DIRECTIONS:
Your response should be every line of the data, written out exactly.

Data items
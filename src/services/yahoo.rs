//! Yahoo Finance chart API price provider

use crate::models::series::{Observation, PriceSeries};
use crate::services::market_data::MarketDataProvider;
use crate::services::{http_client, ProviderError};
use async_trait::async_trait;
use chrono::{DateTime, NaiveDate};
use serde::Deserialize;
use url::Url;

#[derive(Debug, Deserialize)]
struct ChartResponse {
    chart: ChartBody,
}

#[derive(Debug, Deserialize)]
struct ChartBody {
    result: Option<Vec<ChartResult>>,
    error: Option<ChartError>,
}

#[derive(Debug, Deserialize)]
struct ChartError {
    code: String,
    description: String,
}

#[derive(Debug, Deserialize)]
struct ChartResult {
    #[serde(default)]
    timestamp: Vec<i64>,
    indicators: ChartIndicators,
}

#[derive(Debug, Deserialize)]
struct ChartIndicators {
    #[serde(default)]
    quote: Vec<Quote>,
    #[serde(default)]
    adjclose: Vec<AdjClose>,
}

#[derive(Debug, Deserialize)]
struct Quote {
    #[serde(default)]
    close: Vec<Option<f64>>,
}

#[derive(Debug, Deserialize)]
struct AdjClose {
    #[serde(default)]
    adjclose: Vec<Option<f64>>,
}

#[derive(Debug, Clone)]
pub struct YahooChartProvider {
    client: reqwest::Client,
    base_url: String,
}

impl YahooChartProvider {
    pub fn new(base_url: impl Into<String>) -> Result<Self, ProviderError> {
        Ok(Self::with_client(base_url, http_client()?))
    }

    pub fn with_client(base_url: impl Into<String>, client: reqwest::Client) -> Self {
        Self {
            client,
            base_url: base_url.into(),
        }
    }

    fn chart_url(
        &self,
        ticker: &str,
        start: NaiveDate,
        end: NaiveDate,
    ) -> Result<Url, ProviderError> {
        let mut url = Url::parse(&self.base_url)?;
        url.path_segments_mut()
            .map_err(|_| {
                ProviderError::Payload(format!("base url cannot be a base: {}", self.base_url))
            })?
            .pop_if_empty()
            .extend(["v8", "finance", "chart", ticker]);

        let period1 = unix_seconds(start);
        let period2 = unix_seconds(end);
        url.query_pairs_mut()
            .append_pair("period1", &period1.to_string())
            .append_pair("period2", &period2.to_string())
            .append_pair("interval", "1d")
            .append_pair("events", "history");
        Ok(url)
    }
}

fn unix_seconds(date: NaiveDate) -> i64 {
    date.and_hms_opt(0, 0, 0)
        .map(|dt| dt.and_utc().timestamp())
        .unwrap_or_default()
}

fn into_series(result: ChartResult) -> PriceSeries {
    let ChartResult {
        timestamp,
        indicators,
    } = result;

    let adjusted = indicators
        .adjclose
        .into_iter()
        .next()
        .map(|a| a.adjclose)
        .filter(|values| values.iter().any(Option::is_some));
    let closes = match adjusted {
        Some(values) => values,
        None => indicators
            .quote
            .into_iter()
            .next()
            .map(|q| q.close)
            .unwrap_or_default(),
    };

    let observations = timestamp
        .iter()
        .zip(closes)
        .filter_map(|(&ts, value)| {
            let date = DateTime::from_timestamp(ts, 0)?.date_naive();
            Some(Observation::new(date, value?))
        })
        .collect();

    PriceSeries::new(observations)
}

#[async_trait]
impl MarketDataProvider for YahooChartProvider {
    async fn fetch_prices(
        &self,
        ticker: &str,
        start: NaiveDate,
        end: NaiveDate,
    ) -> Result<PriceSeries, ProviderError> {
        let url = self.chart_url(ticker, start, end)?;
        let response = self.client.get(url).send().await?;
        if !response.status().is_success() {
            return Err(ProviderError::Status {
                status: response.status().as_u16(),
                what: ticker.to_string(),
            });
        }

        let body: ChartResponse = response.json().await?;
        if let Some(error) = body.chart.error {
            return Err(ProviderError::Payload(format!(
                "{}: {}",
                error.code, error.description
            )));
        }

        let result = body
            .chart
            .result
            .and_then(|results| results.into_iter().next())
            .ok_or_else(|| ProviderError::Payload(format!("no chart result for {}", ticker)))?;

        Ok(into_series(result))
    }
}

EXERCISE OUTPUT:
filename src/services/yahoo.rs
//! Yahoo Finance chart API price provider

use crate::models::series::{Observation, PriceSeries};
use crate::services::market_data::MarketDataProvider;
use crate::services::{http_client, ProviderError};
use async_trait::async_trait;
use chrono::{DateTime, NaiveDate};
use serde::Deserialize;
use url::Url;

#[derive(Debug, Deserialize)]
struct ChartResponse {
    chart: ChartBody,
}

#[derive(Debug, Deserialize)]
struct ChartBody {
    result: Option<Vec<ChartResult>>,
    error: Option<ChartError>,
}

#[derive(Debug, Deserialize)]
struct ChartError {
    code: String,
    description: String,
}

#[derive(Debug, Deserialize)]
struct ChartResult {
    #[serde(default)]
    timestamp: Vec<i64>,
    indicators: ChartIndicators,
}

#[derive(Debug, Deserialize)]
struct ChartIndicators {
    #[serde(default)]
    quote: Vec<Quote>,
    #[serde(default)]
    adjclose: Vec<AdjClose>,
}

#[derive(Debug, Deserialize)]
struct Quote {
    #[serde(default)]
    close: Vec<Option<f64>>,
}

#[derive(Debug, Deserialize)]
struct AdjClose {
    #[serde(default)]
    adjclose: Vec<Option<f64>>,
}

#[derive(Debug, Clone)]
pub struct YahooChartProvider {
    client: reqwest::Client,
    base_url: String,
}

impl YahooChartProvider {
    pub fn new(base_url: impl Into<String>) -> Result<Self, ProviderError> {
        Ok(Self::with_client(base_url, http_client()?))
    }

    pub fn with_client(base_url: impl Into<String>, client: reqwest::Client) -> Self {
        Self {
            client,
            base_url: base_url.into(),
        }
    }

    fn chart_url(
        &self,
        ticker: &str,
        start: NaiveDate,
        end: NaiveDate,
    ) -> Result<Url, ProviderError> {
        let mut url = Url::parse(&self.base_url)?;
        url.path_segments_mut()
            .map_err(|_| {
                ProviderError::Payload(format!("base url cannot be a base: {}", self.base_url))
            })?
            .pop_if_empty()
            .extend(["v8", "finance", "chart", ticker]);

        let period1 = unix_seconds(start);
        let period2 = unix_seconds(end);
        url.query_pairs_mut()
            .append_pair("period1", &period1.to_string())
            .append_pair("period2", &period2.to_string())
            .append_pair("interval", "1d")
            .append_pair("events", "history");
        Ok(url)
    }
}

fn unix_seconds(date: NaiveDate) -> i64 {
    date.and_hms_opt(0, 0, 0)
        .map(|dt| dt.and_utc().timestamp())
        .unwrap_or_default()
}

fn into_series(result: ChartResult) -> PriceSeries {
    let ChartResult {
        timestamp,
        indicators,
    } = result;

    let adjusted = indicators
        .adjclose
        .into_iter()
        .next()
        .map(|a| a.adjclose)
        .filter(|values| values.iter().any(Option::is_some));
    let closes = match adjusted {
        Some(values) => values,
        None => indicators
            .quote
            .into_iter()
            .next()
            .map(|q| q.close)
            .unwrap_or_default(),
    };

    let observations = timestamp
        .iter()
        .zip(closes)
        .filter_map(|(&ts, value)| {
            let date = DateTime::from_timestamp(ts, 0)?.date_naive();
            Some(Observation::new(date, value?))
        })
        .collect();

    PriceSeries::new(observations)
}

#[async_trait]
impl MarketDataProvider for YahooChartProvider {
    async fn fetch_prices(
        &self,
        ticker: &str,
        start: NaiveDate,
        end: NaiveDate,
    ) -> Result<PriceSeries, ProviderError> {
        let url = self.chart_url(ticker, start, end)?;
        let response = self.client.get(url).send().await?;
        if !response.status().is_success() {
            return Err(ProviderError::Status {
                status: response.status().as_u16(),
                what: ticker.to_string(),
            });
        }

        let body: ChartResponse = response.json().await?;
        if let Some(error) = body.chart.error {
            return Err(ProviderError::Payload(format!(
                "{}: {}",
                error.code, error.description
            )));
        }

        let result = body
            .chart
            .result
            .and_then(|results| results.into_iter().next())
            .ok_or_else(|| ProviderError::Payload(format!("no chart result for {}", ticker)))?;

        Ok(into_series(result))
    }
}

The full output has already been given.